● **What needs to be done**
Note how many lines of the material that follows include the string "await", and state only that number.

= = = = =

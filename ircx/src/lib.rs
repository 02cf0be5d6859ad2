//! # ircx
//!
//! Client-side connection manager for IRC bots.
//!
//! A [`Client`] owns one outbound connection: it dials the server (plain TCP
//! or TLS), registers with USER/NICK/PASS, decodes inbound lines into
//! [`Message`]s and pushes them onto an event channel. When the connection
//! drops or goes silent for the read timeout, it reconnects with capped
//! exponential backoff.
//!
//! ```rust,no_run
//! use ircx::{Client, ClientConfig, config};
//!
//! # async fn example() -> anyhow::Result<()> {
//! let config = ClientConfig::new("irc.libera.chat:6697", "ircx-bot").with_options([
//!     config::login("ircx", ""),
//!     config::tls(ircx::TlsPolicy::webpki()),
//! ]);
//! let (client, mut events) = Client::new(config);
//! client.connect().await?;
//! while let Some(msg) = events.recv().await {
//!     println!("{msg}");
//! }
//! # Ok(())
//! # }
//! ```

pub mod backoff;
pub mod callbacks;
pub mod client;
pub mod codec;
pub mod config;
pub mod error;
pub mod event;
pub mod handshake;
pub mod irc;
pub mod tls;
pub mod transport;

pub use self::backoff::Backoff;
pub use self::callbacks::{CallbackRegistry, Handler};
pub use self::client::Client;
pub use self::codec::{CodecError, IrcCodec};
pub use self::config::{ClientConfig, ConfigOption};
pub use self::error::{Error, Result};
pub use self::event::{ConnectionState, Events, TryRecvError};
pub use self::irc::Message;
pub use self::tls::TlsPolicy;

= = = = =

● **Solution to the problem**
2